[GIVEN RECORDS — start]

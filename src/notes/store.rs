/// Note store using runtime queries
use crate::{
    error::{ApiError, ApiResult},
    media_store::MediaStore,
    notes::{
        models::{
            check_tag_count, clean_tags, sort_images, validate_note, Author, CreateNoteRequest,
            Note, NoteImage, PublicNote, UpdateNoteRequest,
        },
        query::{fold_case, NoteFilter, PageRequest, Paginated, Pagination, SortSpec},
    },
};
use chrono::Utc;
use sqlx::{sqlite::SqliteRow, Row, SqlitePool};
use std::sync::Arc;
use uuid::Uuid;

/// Sort fields accepted by note listings
pub const NOTE_SORT_FIELDS: &[(&str, &str)] = &[
    ("createdAt", "n.created_at"),
    ("updatedAt", "n.updated_at"),
    ("title", "n.title"),
];

pub const DEFAULT_NOTE_SORT: &str = "createdAt";

const NOTE_COLUMNS: &str =
    "n.id, n.account_id, n.title, n.content, n.images, n.tags, n.is_public, n.created_at, n.updated_at";

/// Note store
pub struct NoteStore {
    db: SqlitePool,
    media: Arc<MediaStore>,
}

impl NoteStore {
    pub fn new(db: SqlitePool, media: Arc<MediaStore>) -> Self {
        Self { db, media }
    }

    /// List an owner's notes
    pub async fn list(
        &self,
        owner_id: &str,
        filter: &NoteFilter,
        sort: SortSpec,
        page: PageRequest,
    ) -> ApiResult<Paginated<Note>> {
        let mut where_sql = String::from(" WHERE n.account_id = ?");
        let mut binds = vec![owner_id.to_string()];
        filter.push_sql(&mut where_sql, &mut binds);

        let total = self.count("SELECT COUNT(*) FROM note n", &where_sql, &binds).await?;

        let sql = format!(
            "SELECT {} FROM note n{} ORDER BY {} LIMIT ? OFFSET ?",
            NOTE_COLUMNS,
            where_sql,
            sort.order_by()
        );
        let mut query = sqlx::query(&sql);
        for bind in &binds {
            query = query.bind(bind.as_str());
        }
        let rows = query
            .bind(page.limit)
            .bind(page.offset())
            .fetch_all(&self.db)
            .await?;

        let items = rows.iter().map(note_from_row).collect::<ApiResult<Vec<_>>>()?;

        Ok(Paginated {
            items,
            pagination: Pagination::new(page, total),
        })
    }

    /// Get a note owned by `owner_id`; someone else's note is reported as missing
    pub async fn get_by_id(&self, owner_id: &str, note_id: &str) -> ApiResult<Note> {
        let sql = format!(
            "SELECT {} FROM note n WHERE n.id = ?1 AND n.account_id = ?2",
            NOTE_COLUMNS
        );
        let row = sqlx::query(&sql)
            .bind(note_id)
            .bind(owner_id)
            .fetch_optional(&self.db)
            .await?
            .ok_or_else(|| ApiError::NotFound("Note not found".to_string()))?;

        note_from_row(&row)
    }

    /// Get a note only if it is currently public
    pub async fn find_public(&self, note_id: &str) -> ApiResult<Note> {
        let sql = format!(
            "SELECT {} FROM note n WHERE n.id = ?1 AND n.is_public = 1",
            NOTE_COLUMNS
        );
        let row = sqlx::query(&sql)
            .bind(note_id)
            .fetch_optional(&self.db)
            .await?
            .ok_or_else(|| ApiError::NotFound("Public note not found".to_string()))?;

        note_from_row(&row)
    }

    /// Create a note
    pub async fn create(&self, owner_id: &str, request: CreateNoteRequest) -> ApiResult<Note> {
        let title = request.title.unwrap_or_default().trim().to_string();
        let content = request.content.unwrap_or_default().trim().to_string();
        let mut images = request.images.unwrap_or_default();
        let tags = clean_tags(request.tags.unwrap_or_default());

        validate_note(&title, &content, &images, &tags)?;
        sort_images(&mut images);

        let now = Utc::now();
        let note = Note {
            id: Uuid::new_v4().to_string(),
            owner_id: owner_id.to_string(),
            title,
            content,
            images,
            tags,
            is_public: request.is_public.unwrap_or(false),
            created_at: now,
            updated_at: now,
        };

        sqlx::query(
            "INSERT INTO note (id, account_id, title, content, title_fold, content_fold, images, tags, is_public, created_at, updated_at)
             VALUES (?1, ?2, ?3, ?4, ?5, ?6, ?7, ?8, ?9, ?10, ?11)",
        )
        .bind(&note.id)
        .bind(&note.owner_id)
        .bind(&note.title)
        .bind(&note.content)
        .bind(fold_case(&note.title))
        .bind(fold_case(&note.content))
        .bind(to_json(&note.images)?)
        .bind(to_json(&note.tags)?)
        .bind(note.is_public)
        .bind(note.created_at)
        .bind(note.updated_at)
        .execute(&self.db)
        .await?;

        tracing::info!(note_id = %note.id, owner = %owner_id, "Created note");

        Ok(note)
    }

    /// Apply a partial update; the resulting note is validated before it is written
    pub async fn update(
        &self,
        owner_id: &str,
        note_id: &str,
        patch: UpdateNoteRequest,
    ) -> ApiResult<Note> {
        let patch_tags = patch.tags.map(clean_tags);
        if let Some(tags) = &patch_tags {
            check_tag_count(tags)?;
        }

        let mut note = self.get_by_id(owner_id, note_id).await?;

        if let Some(title) = patch.title {
            note.title = title.trim().to_string();
        }
        if let Some(content) = patch.content {
            note.content = content.trim().to_string();
        }
        if let Some(images) = patch.images {
            note.images = images;
        }
        if let Some(tags) = patch_tags {
            note.tags = tags;
        }
        if let Some(is_public) = patch.is_public {
            note.is_public = is_public;
        }

        validate_note(&note.title, &note.content, &note.images, &note.tags)?;
        sort_images(&mut note.images);
        note.updated_at = Utc::now();

        let result = sqlx::query(
            "UPDATE note SET title = ?1, content = ?2, title_fold = ?3, content_fold = ?4, images = ?5, tags = ?6,
                 is_public = ?7, updated_at = ?8
             WHERE id = ?9 AND account_id = ?10",
        )
        .bind(&note.title)
        .bind(&note.content)
        .bind(fold_case(&note.title))
        .bind(fold_case(&note.content))
        .bind(to_json(&note.images)?)
        .bind(to_json(&note.tags)?)
        .bind(note.is_public)
        .bind(note.updated_at)
        .bind(&note.id)
        .bind(owner_id)
        .execute(&self.db)
        .await?;

        if result.rows_affected() == 0 {
            return Err(ApiError::NotFound("Note not found".to_string()));
        }

        Ok(note)
    }

    /// Delete a note and remove its media
    ///
    /// Media removal is best effort: failures are logged and the record is
    /// deleted regardless.
    pub async fn delete(&self, owner_id: &str, note_id: &str) -> ApiResult<()> {
        let note = self.get_by_id(owner_id, note_id).await?;

        sqlx::query("DELETE FROM note WHERE id = ?1 AND account_id = ?2")
            .bind(&note.id)
            .bind(owner_id)
            .execute(&self.db)
            .await?;

        self.remove_media(&note.images).await;

        tracing::info!(note_id = %note.id, owner = %owner_id, "Deleted note");

        Ok(())
    }

    /// List public notes across all owners
    pub async fn list_public(
        &self,
        filter: &NoteFilter,
        sort: SortSpec,
        page: PageRequest,
    ) -> ApiResult<Paginated<PublicNote>> {
        let mut where_sql = String::from(" WHERE n.is_public = 1");
        let mut binds = Vec::new();
        filter.push_sql(&mut where_sql, &mut binds);

        let total = self.count("SELECT COUNT(*) FROM note n", &where_sql, &binds).await?;

        let sql = format!(
            "SELECT {}, a.first_name, a.last_name FROM note n
             JOIN account a ON a.id = n.account_id{} ORDER BY {} LIMIT ? OFFSET ?",
            NOTE_COLUMNS,
            where_sql,
            sort.order_by()
        );
        let mut query = sqlx::query(&sql);
        for bind in &binds {
            query = query.bind(bind.as_str());
        }
        let rows = query
            .bind(page.limit)
            .bind(page.offset())
            .fetch_all(&self.db)
            .await?;

        let items = rows
            .iter()
            .map(|row| {
                let author = Author {
                    first_name: row.get("first_name"),
                    last_name: row.get("last_name"),
                };
                note_from_row(row).map(|note| PublicNote::new(note, author))
            })
            .collect::<ApiResult<Vec<_>>>()?;

        Ok(Paginated {
            items,
            pagination: Pagination::new(page, total),
        })
    }

    /// Distinct, trimmed, non-empty tags across an owner's notes
    pub async fn list_tags_for_owner(&self, owner_id: &str) -> ApiResult<Vec<String>> {
        let tags = sqlx::query_scalar::<_, String>(
            "SELECT DISTINCT TRIM(t.value) FROM note n, json_each(n.tags) t
             WHERE n.account_id = ?1 AND t.type = 'text' AND TRIM(t.value) <> ''
             ORDER BY 1",
        )
        .bind(owner_id)
        .fetch_all(&self.db)
        .await?;

        Ok(tags)
    }

    /// Image bytes for an owner's note, only if the note references the file
    pub async fn get_image(
        &self,
        owner_id: &str,
        note_id: &str,
        file_name: &str,
    ) -> ApiResult<(Vec<u8>, String)> {
        let note = self.get_by_id(owner_id, note_id).await?;

        if !note.images.iter().any(|img| img.file_name == file_name) {
            return Err(ApiError::NotFound(
                "Image does not belong to this note".to_string(),
            ));
        }

        self.media.fetch(file_name).await
    }

    /// Delete every note an account owns, removing their media first
    pub async fn delete_all_for_owner(&self, owner_id: &str) -> ApiResult<u64> {
        let rows = sqlx::query("SELECT images FROM note WHERE account_id = ?1")
            .bind(owner_id)
            .fetch_all(&self.db)
            .await?;

        let mut images: Vec<NoteImage> = Vec::new();
        for row in &rows {
            let raw: String = row.get("images");
            match serde_json::from_str::<Vec<NoteImage>>(&raw) {
                Ok(list) => images.extend(list),
                Err(e) => tracing::warn!("Skipping unreadable image list: {}", e),
            }
        }
        self.remove_media(&images).await;

        let result = sqlx::query("DELETE FROM note WHERE account_id = ?1")
            .bind(owner_id)
            .execute(&self.db)
            .await?;

        Ok(result.rows_affected())
    }

    async fn remove_media(&self, images: &[NoteImage]) {
        for image in images {
            if let Err(e) = self.media.delete(&image.file_name).await {
                tracing::warn!(file = %image.file_name, "Failed to remove media: {}", e);
            }
        }
    }

    async fn count(&self, select: &str, where_sql: &str, binds: &[String]) -> ApiResult<i64> {
        let sql = format!("{}{}", select, where_sql);
        let mut query = sqlx::query_scalar::<_, i64>(&sql);
        for bind in binds {
            query = query.bind(bind.as_str());
        }
        Ok(query.fetch_one(&self.db).await?)
    }
}

fn to_json<T: serde::Serialize>(value: &T) -> ApiResult<String> {
    serde_json::to_string(value)
        .map_err(|e| ApiError::Internal(format!("Failed to encode note field: {}", e)))
}

/// Map a row selected with `NOTE_COLUMNS`
pub(crate) fn note_from_row(row: &SqliteRow) -> ApiResult<Note> {
    let images: String = row.get("images");
    let tags: String = row.get("tags");

    let mut images: Vec<NoteImage> = serde_json::from_str(&images)
        .map_err(|e| ApiError::Internal(format!("Corrupt image list: {}", e)))?;
    sort_images(&mut images);

    Ok(Note {
        id: row.get("id"),
        owner_id: row.get("account_id"),
        title: row.get("title"),
        content: row.get("content"),
        images,
        tags: serde_json::from_str(&tags)
            .map_err(|e| ApiError::Internal(format!("Corrupt tag list: {}", e)))?,
        is_public: row.get("is_public"),
        created_at: row.get("created_at"),
        updated_at: row.get("updated_at"),
    })
}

[GIVEN RECORDS — finish]

• _INSTRUCTIONS TO FOLLOW_
What lines of the data include the word "Paginated"? Copy each of them.

• _SOLUTION FOR THIS EXERCISE_
        query::{fold_case, NoteFilter, PageRequest, Paginated, Pagination, SortSpec},
    ) -> ApiResult<Paginated<Note>> {
        Ok(Paginated {
    ) -> ApiResult<Paginated<PublicNote>> {
        Ok(Paginated {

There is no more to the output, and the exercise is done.